Activity: Each line that holds the word "iter" counts once; give the total for the records below and nothing else.

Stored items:

use std::path::PathBuf;
use std::sync::Arc;

use tracing::{debug, info};

use super::manifest::{BuildFlavor, ManifestEntry, PluginManifest};
use crate::core::downloader::{Downloader, FileTransfer};
use crate::core::error::{LauncherError, LauncherResult};
use crate::core::installation::{GameLayout, InstallationType};

/// Presence of one manifest file on disk.
#[derive(Debug, Clone, PartialEq, Eq)]
pub struct EntryStatus {
    pub id: String,
    pub path: PathBuf,
    pub present: bool,
    /// `None` when the entry has no checksum or the file is absent.
    pub checksum_ok: Option<bool>,
}

/// Installs and removes the plugin files of a game installation.
///
/// Neither operation is transactional: a failure stops at the failing entry
/// and leaves whatever was already written or deleted in place.
pub struct PluginManager {
    layout: GameLayout,
    manifest: PluginManifest,
    transfer: Arc<dyn FileTransfer>,
}

impl PluginManager {
    pub fn new(
        layout: GameLayout,
        manifest: PluginManifest,
        transfer: Arc<dyn FileTransfer>,
    ) -> Self {
        Self {
            layout,
            manifest,
            transfer,
        }
    }

    /// Absolute path of the helper module injected on modded launch.
    pub fn injector_module_path(&self) -> PathBuf {
        self.manifest
            .injector()
            .map(|entry| self.destination(entry))
            .unwrap_or_else(|| self.layout.injector_module())
    }

    fn destination(&self, entry: &ManifestEntry) -> PathBuf {
        self.layout.resolve(&entry.destination)
    }

    /// Download every manifest entry for `installation`, in order.
    pub async fn install_files(
        &self,
        installation: InstallationType,
        flavor: BuildFlavor,
    ) -> LauncherResult<()> {
        let entries = self.manifest.entries_for(installation)?;

        let cache_dir = self.layout.mod_cache_dir();
        tokio::fs::create_dir_all(&cache_dir)
            .await
            .map_err(|e| LauncherError::io(&cache_dir, e))?;

        info!(
            "Installing {} plugin files for {} ({:?} builds)",
            entries.len(),
            installation,
            flavor
        );

        for entry in entries {
            let dest = self.destination(entry);
            let url = entry.url_for(flavor);
            debug!("Fetching {} from {}", entry.id, url);
            self.transfer
                .fetch(url, &dest, entry.sha1.as_deref())
                .await?;
            info!("Installed {} -> {:?}", entry.id, dest);
        }

        Ok(())
    }

    /// Delete every manifest entry for `installation`. Missing files are
    /// skipped, so calling this twice is harmless.
    pub async fn remove_files(&self, installation: InstallationType) -> LauncherResult<()> {
        let entries = self.manifest.entries_for(installation)?;

        for entry in entries {
            let dest = self.destination(entry);
            match tokio::fs::remove_file(&dest).await {
                Ok(()) => info!("Removed {} ({:?})", entry.id, dest),
                Err(e) if e.kind() == std::io::ErrorKind::NotFound => {
                    debug!("{} not present at {:?}", entry.id, dest);
                }
                Err(e) => return Err(LauncherError::io(dest, e)),
            }
        }

        Ok(())
    }

    pub async fn status(
        &self,
        installation: InstallationType,
    ) -> LauncherResult<Vec<EntryStatus>> {
        let entries = self.manifest.entries_for(installation)?;
        let mut report = Vec::with_capacity(entries.len());

        for entry in entries {
            let path = self.destination(entry);
            let present = tokio::fs::try_exists(&path)
                .await
                .map_err(|e| LauncherError::io(&path, e))?;
            let checksum_ok = match (&entry.sha1, present) {
                (Some(expected), true) => Some(Downloader::validate_sha1(&path, expected).await?),
                _ => None,
            };
            report.push(EntryStatus {
                id: entry.id.clone(),
                path,
                present,
                checksum_ok,
            });
        }

        Ok(report)
    }
}

#[cfg(test)]
mod tests {
    use std::path::Path;

    use super::*;
    use crate::core::testing::FakeTransfer;

    fn manager_with(root: &Path, transfer: Arc<FakeTransfer>) -> PluginManager {
        PluginManager::new(GameLayout::new(root), PluginManifest::default(), transfer)
    }

    fn manifest_paths(root: &Path) -> Vec<PathBuf> {
        PluginManifest::default()
            .entries
            .iter()
            .map(|e| root.join(&e.destination))
            .collect()
    }

    #[tokio::test]
    async fn not_set_fails_without_side_effects() {
        let dir = tempfile::tempdir().unwrap();
        let transfer = Arc::new(FakeTransfer::default());
        let manager = manager_with(dir.path(), transfer.clone());

        let install = manager
            .install_files(InstallationType::NotSet, BuildFlavor::Release)
            .await;
        assert!(matches!(install, Err(LauncherError::InstallationTypeNotSet)));

        let remove = manager.remove_files(InstallationType::NotSet).await;
        assert!(matches!(remove, Err(LauncherError::InstallationTypeNotSet)));

        assert!(transfer.calls.lock().unwrap().is_empty());
        assert!(!dir.path().join(".mod_cache").exists());
    }

    #[tokio::test]
    async fn install_fetches_every_entry_in_order() {
        let dir = tempfile::tempdir().unwrap();
        let transfer = Arc::new(FakeTransfer::default());
        let manager = manager_with(dir.path(), transfer.clone());

        manager
            .install_files(InstallationType::Steam, BuildFlavor::Release)
            .await
            .unwrap();

        let calls = transfer.calls.lock().unwrap().clone();
        let dests: Vec<PathBuf> = calls.iter().map(|(_, d)| d.clone()).collect();
        assert_eq!(dests, manifest_paths(dir.path()));
        assert!(calls.iter().all(|(url, _)| !url.ends_with("_dbg.dll")));
        for path in manifest_paths(dir.path()) {
            assert!(path.is_file(), "{path:?} missing");
        }
    }

    #[tokio::test]
    async fn debug_install_uses_debug_urls() {
        let dir = tempfile::tempdir().unwrap();
        let transfer = Arc::new(FakeTransfer::default());
        let manager = manager_with(dir.path(), transfer.clone());

        manager
            .install_files(InstallationType::EpicGamesStore, BuildFlavor::Debug)
            .await
            .unwrap();

        let calls = transfer.calls.lock().unwrap();
        assert_eq!(calls.len(), 4);
        assert!(calls.iter().all(|(url, _)| url.ends_with("_dbg.dll")));
    }

    #[tokio::test]
    async fn failed_download_stops_and_keeps_earlier_files() {
        let dir = tempfile::tempdir().unwrap();
        let transfer = Arc::new(FakeTransfer::failing_on(2));
        let manager = manager_with(dir.path(), transfer.clone());

        let result = manager
            .install_files(InstallationType::Steam, BuildFlavor::Release)
            .await;
        assert!(matches!(
            result,
            Err(LauncherError::DownloadFailed { status: 404, .. })
        ));

        assert_eq!(transfer.calls.lock().unwrap().len(), 3);
        let paths = manifest_paths(dir.path());
        assert!(paths[0].is_file());
        assert!(paths[1].is_file());
        assert!(!paths[2].exists());
        assert!(!paths[3].exists());
    }

    #[tokio::test]
    async fn install_then_remove_leaves_nothing() {
        let dir = tempfile::tempdir().unwrap();
        let manager = manager_with(dir.path(), Arc::new(FakeTransfer::default()));

        manager
            .install_files(InstallationType::Steam, BuildFlavor::Release)
            .await
            .unwrap();
        manager.remove_files(InstallationType::Steam).await.unwrap();

        for path in manifest_paths(dir.path()) {
            assert!(!path.exists(), "{path:?} still present");
        }
    }

    #[tokio::test]
    async fn remove_is_idempotent() {
        let dir = tempfile::tempdir().unwrap();
        let manager = manager_with(dir.path(), Arc::new(FakeTransfer::default()));

        manager
            .install_files(InstallationType::Steam, BuildFlavor::Release)
            .await
            .unwrap();
        manager.remove_files(InstallationType::Steam).await.unwrap();
        manager.remove_files(InstallationType::Steam).await.unwrap();
    }

    #[tokio::test]
    async fn remove_tolerates_partial_install() {
        let dir = tempfile::tempdir().unwrap();
        let manager = manager_with(dir.path(), Arc::new(FakeTransfer::default()));
        let paths = manifest_paths(dir.path());
        std::fs::create_dir_all(paths[1].parent().unwrap()).unwrap();
        std::fs::write(&paths[1], b"plugin").unwrap();

        manager.remove_files(InstallationType::Steam).await.unwrap();
        assert!(!paths[1].exists());
    }

    #[tokio::test]
    async fn remove_stops_at_first_undeletable_entry() {
        let dir = tempfile::tempdir().unwrap();
        let manager = manager_with(dir.path(), Arc::new(FakeTransfer::default()));
        let paths = manifest_paths(dir.path());
        for path in &paths {
            std::fs::create_dir_all(path.parent().unwrap()).unwrap();
        }
        std::fs::write(&paths[0], b"loader").unwrap();
        std::fs::create_dir(&paths[1]).unwrap();
        std::fs::write(&paths[2], b"plugin").unwrap();

        let result = manager.remove_files(InstallationType::Steam).await;
        match result {
            Err(LauncherError::Io { path, .. }) => assert_eq!(path, paths[1]),
            other => panic!("expected io error, got {other:?}"),
        }
        assert!(!paths[0].exists());
        assert!(paths[1].is_dir());
        assert!(paths[2].is_file());
    }

    #[tokio::test]
    async fn status_reports_presence() {
        let dir = tempfile::tempdir().unwrap();
        let transfer = Arc::new(FakeTransfer::failing_on(1));
        let manager = manager_with(dir.path(), transfer);
        let _ = manager
            .install_files(InstallationType::Steam, BuildFlavor::Release)
            .await;

        let report = manager.status(InstallationType::Steam).await.unwrap();
        let present: Vec<bool> = report.iter().map(|s| s.present).collect();
        assert_eq!(present, vec![true, false, false, false]);
        assert!(report.iter().all(|s| s.checksum_ok.is_none()));
    }

    #[test]
    fn injector_path_comes_from_manifest() {
        let manager = manager_with(Path::new("/games/chiv2"), Arc::new(FakeTransfer::default()));
        assert_eq!(
            manager.injector_module_path(),
            Path::new("/games/chiv2/.mod_cache/XAPOFX1_5.dll")
        );
    }
}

Solution below: 6